Rogers has for some time been giving subcutaneous injections of sodium gynocardate, the sodium salt of the lower melting-point fatty acids of chaulmoogra oil. Finding that large doses of sodium gynocardate could be administered to animals with safety he has recently given intravenous injections and has substituted this method for the subcutaneous one. For use in the treatment of leprosy he prepares a 2 or 3% solution in distilled water and, after sterilization in an autoclave, adds ½ per cent. carbolic acid. The solution should be quite clear. He starts with one-tenth of a grain and increases the dosage by one-tenth with each successive injection up to four-fifths of a grain. He states that this method has as great superiority over the subcutaneous one as that has over the administration of chaulmoogra oil by mouth. Rogers now uses a solution of 3% sod. gynocardate with 1% phenol and 1% sod. citrate. At first the intravenous injection is with 0.5 cc. thrice weekly, which dose is gradually increased up to as much as 5 cc.
It is possible that sodium morrhuate (cod-liver oil) may be as efficacious as the gynocardate salt. Rogers has used Hydnocarpus instead of the true chaulmoogra oil and thought he obtained better results. One explanation of the uncertainty of success with chaulmoogra oil is the difficulty of securing oil obtained from proper sources. The standard treatment of leprosy in Honolulu, as reported by McDonald, is the weekly injection of the ethyl esters of the entire fatty acids of the whole chaulmoogra oil, with 2% by weight of iodine, chemically combined. The treatment begins with 1 cc. injected intramuscularly, increased by 1 cc. at every second or third injection, until a dose of from 2 to 6 cc. is reached, according to age and weight of patient.

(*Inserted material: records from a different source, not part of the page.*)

//! Sync Session
//!
//! The per-user context created at sign-in: it subscribes the change feeds,
//! loads the catalog and keeps the store in sync until stopped. Shutting it
//! down leaves the channels and clears the store.

use std::future::Future;
use std::sync::Arc;

use log::{info, warn};
use tokio::sync::watch;

use crate::domain::Table;
use crate::error::DomainResult;
use crate::realtime::{RealtimeSession, Transport};
use crate::repository::Backend;
use crate::store::SpotStore;

/// Stops the [`SyncSession`] it was issued with. Dropping it stops the session too.
#[derive(Debug)]
pub struct StopHandle {
    tx: watch::Sender<bool>,
}

impl StopHandle {
    pub fn stop(&self) {
        self.tx.send_replace(true);
    }
}

pub struct SyncSession<B, T> {
    store: Arc<SpotStore<B>>,
    realtime: RealtimeSession<T>,
    stop: watch::Receiver<bool>,
}

impl<B: Backend, T: Transport> SyncSession<B, T> {
    /// Subscribes both tables, then loads the catalog. Subscribing first means
    /// no change committed after the load is missed.
    pub async fn start(
        store: Arc<SpotStore<B>>,
        transport: T,
        access_token: Option<String>,
    ) -> DomainResult<(Self, StopHandle)> {
        let mut realtime = RealtimeSession::new(transport, access_token);
        realtime.subscribe(Table::Categories).await?;
        realtime.subscribe(Table::Spots).await?;

        if let Err(e) = store.load_categories().await {
            if let Err(close_err) = realtime.close().await {
                warn!("session: closing after failed load: {close_err}");
            }
            return Err(e);
        }

        let (tx, stop) = watch::channel(false);
        info!("session: started");
        Ok((
            Self {
                store,
                realtime,
                stop,
            },
            StopHandle { tx },
        ))
    }

    pub fn store(&self) -> &Arc<SpotStore<B>> {
        &self.store
    }

    /// Passes a refreshed token on to the open channels
    pub async fn set_access_token(&mut self, token: Option<String>) -> DomainResult<()> {
        self.realtime.set_access_token(token).await
    }

    /// Forwards each later token from `tokens` (e.g. [`AuthClient::subscribe_tokens`])
    /// while the session runs
    ///
    /// [`AuthClient::subscribe_tokens`]: crate::auth::AuthClient::subscribe_tokens
    pub fn follow_tokens(&mut self, tokens: watch::Receiver<Option<String>>) {
        self.realtime.follow_tokens(tokens);
    }

    /// Keeps the store in sync until the handle stops the session or the socket
    /// closes, then shuts down. `tick` paces the heartbeats.
    pub async fn run<F, Fut>(mut self, tick: F) -> DomainResult<()>
    where
        F: FnMut() -> Fut,
        Fut: Future<Output = ()>,
    {
        let pumped = self.realtime.run(&*self.store, tick, &mut self.stop).await;
        if let Err(e) = &pumped {
            warn!("session: realtime stopped: {e}");
        }
        let closed = self.shutdown().await;
        pumped.and(closed)
    }

    /// Leaves the channels without touching the store, for a session that was
    /// started but is no longer wanted
    pub async fn abandon(self) -> DomainResult<()> {
        info!("session: abandoned");
        self.realtime.close().await
    }

    /// Leaves the channels and clears the store
    pub async fn shutdown(self) -> DomainResult<()> {
        let closed = self.realtime.close().await;
        self.store.clear();
        info!("session: shut down");
        closed
    }
}

#[cfg(test)]
mod tests {
    use super::*;
    use crate::realtime::{memory_pair, topic_for, ChangeKind, ChangeNotification, Frame};
    use crate::repository::MemoryBackend;
    use crate::store::fixtures::*;

    async fn seeded_store() -> Arc<SpotStore<MemoryBackend>> {
        let backend = MemoryBackend::signed_in(user());
        backend.categories().seed(category(1, "A", 0)).await;
        backend.spots().seed(spot(1, 1, "a1", 0)).await;
        Arc::new(SpotStore::new(backend))
    }

    #[tokio::test]
    async fn test_start_subscribes_then_loads() {
        let store = seeded_store().await;
        let (transport, mut peer) = memory_pair();

        let (_session, _handle) = SyncSession::start(store.clone(), transport, Some("jwt".into()))
            .await
            .unwrap();

        let topics: Vec<_> = peer.sent().into_iter().map(|f| f.topic).collect();
        assert_eq!(topics, [topic_for(Table::Categories), topic_for(Table::Spots)]);
        assert_eq!(store.snapshot().len(), 1);
        assert_eq!(store.total_spots(), 1);
    }

    #[tokio::test]
    async fn test_failed_load_releases_channels() {
        let store = seeded_store().await;
        store.backend().set_offline(true);
        let (transport, mut peer) = memory_pair();

        assert!(SyncSession::start(store, transport, None).await.is_err());

        let events: Vec<_> = peer.sent().into_iter().map(|f| f.event).collect();
        assert_eq!(events, ["phx_join", "phx_join", "phx_leave", "phx_leave"]);
    }

    #[tokio::test]
    async fn test_run_syncs_until_stopped_then_clears() {
        let store = seeded_store().await;
        let (transport, mut peer) = memory_pair();
        let (session, handle) = SyncSession::start(store.clone(), transport, None)
            .await
            .unwrap();
        peer.sent();

        let mut observed = store.subscribe();
        observed.borrow_and_update();
        let change = ChangeNotification {
            table: Table::Spots,
            kind: ChangeKind::Delete,
            new: None,
            old: Some(serde_json::json!({ "id": spot_id(1) })),
        };
        peer.push(&Frame::change(&topic_for(Table::Spots), &change)).unwrap();

        let driver = async {
            observed.changed().await.unwrap();
            let spots = observed.borrow_and_update().total_spots();
            handle.stop();
            spots
        };
        let (result, spots_after_delete) =
            tokio::join!(session.run(std::future::pending::<()>), driver);

        result.unwrap();
        assert_eq!(spots_after_delete, 0);
        assert!(store.snapshot().is_empty());
        let events: Vec<_> = peer.sent().into_iter().map(|f| f.event).collect();
        assert_eq!(events, ["phx_leave", "phx_leave"]);
    }

    #[tokio::test]
    async fn test_refreshed_token_reaches_running_channels() {
        use crate::auth::{AuthClient, Session};
        use crate::config::BackendConfig;
        use crate::testing::serve;
        use axum::{routing::post, Json, Router};
        use serde_json::json;

        let router = Router::new().route(
            "/auth/v1/token",
            post(|| async {
                Json(json!({
                    "access_token": "jwt-2",
                    "expires_in": 3600,
                    "refresh_token": "r-2",
                    "user": { "id": "00000000-0000-0000-0000-000000000009" }
                }))
            }),
        );
        let auth = AuthClient::new(BackendConfig::new(serve(router).await, "anon"));
        auth.set_session(Session {
            access_token: "jwt-1".into(),
            token_type: "bearer".into(),
            expires_in: Some(3600),
            expires_at: None,
            refresh_token: Some("r-1".into()),
            user: serde_json::from_value(json!({ "id": "00000000-0000-0000-0000-000000000009" }))
                .unwrap(),
        });

        let store = seeded_store().await;
        let (transport, mut peer) = memory_pair();
        let (mut session, handle) = SyncSession::start(store, transport, auth.access_token())
            .await
            .unwrap();
        session.follow_tokens(auth.subscribe_tokens());
        peer.sent();

        let driver = async {
            auth.refresh_session().await.unwrap();
            let first = peer.next_sent().await.unwrap();
            let second = peer.next_sent().await.unwrap();
            handle.stop();
            [first, second]
        };
        let (result, pushed) = tokio::join!(session.run(std::future::pending::<()>), driver);

        result.unwrap();
        assert!(pushed.iter().all(|f| f.event == "access_token"));
        assert!(pushed.iter().all(|f| f.payload == json!({ "access_token": "jwt-2" })));
        let topics: std::collections::HashSet<_> = pushed.iter().map(|f| f.topic.clone()).collect();
        assert_eq!(topics.len(), 2);
    }

    #[tokio::test]
    async fn test_abandon_keeps_the_store() {
        let store = seeded_store().await;
        let (transport, mut peer) = memory_pair();
        let (session, _handle) = SyncSession::start(store.clone(), transport, None)
            .await
            .unwrap();
        peer.sent();

        session.abandon().await.unwrap();
        assert_eq!(store.total_spots(), 1);
        let events: Vec<_> = peer.sent().into_iter().map(|f| f.event).collect();
        assert_eq!(events, ["phx_leave", "phx_leave"]);
    }

    #[tokio::test]
    async fn test_dropping_the_handle_stops_the_session() {
        let store = seeded_store().await;
        let (transport, _peer) = memory_pair();
        let (session, handle) = SyncSession::start(store.clone(), transport, None)
            .await
            .unwrap();

        drop(handle);
        session.run(std::future::pending::<()>).await.unwrap();
        assert!(store.snapshot().is_empty());
    }
}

For internal use the mixed fatty acids, carrying 2½% iodine, chemically combined, are given in capsule. The dose by mouth is 0.25 grams per 100 lbs. weight, three times daily, an hour or two after meals. This is gradually increased every two weeks until a maximum dose of 1 gm. per 100 lbs. weight is reached.
Dyer combines hydrotherapy with the administration of chaulmoogra oil. He gives a daily bath as hot as can be borne, and, in addition to the specific treatment, gives 1/60th grain of strychnine three times daily.
Antileprol, a preparation of chaulmoogra oil, which is more satisfactory than oil, may be given in doses approximating 120 grains by mouth daily or 60 grains subcutaneously. Such drugs as arsenic salicylate of soda and bichloride of mercury have been used.
Thyroid extract has seemed to benefit cases of anaesthetic leprosy in rare instances. The high frequency current with the needle applied to the nodular lesions has been recommended by Unna. Radium and X-rays have also been employed. There have been reports as to the value of the antimony treatment in leprosy.
Leprosy is a disease in which improvement often occurs when the patient is placed under more favorable conditions as to food, climate, etc. Again, there is at times a tendency for the disease to abort or ameliorate without relation to treatment or environment.
Surgical treatment is frequently of use, as nerve stretching for the leprous neuralgias. Various eye operations are necessitated by the ectropion or leprotic iritis. The amputations of the area involved in perforating ulcer is recommended. Tracheotomy is often demanded for the laryngeal stenosis.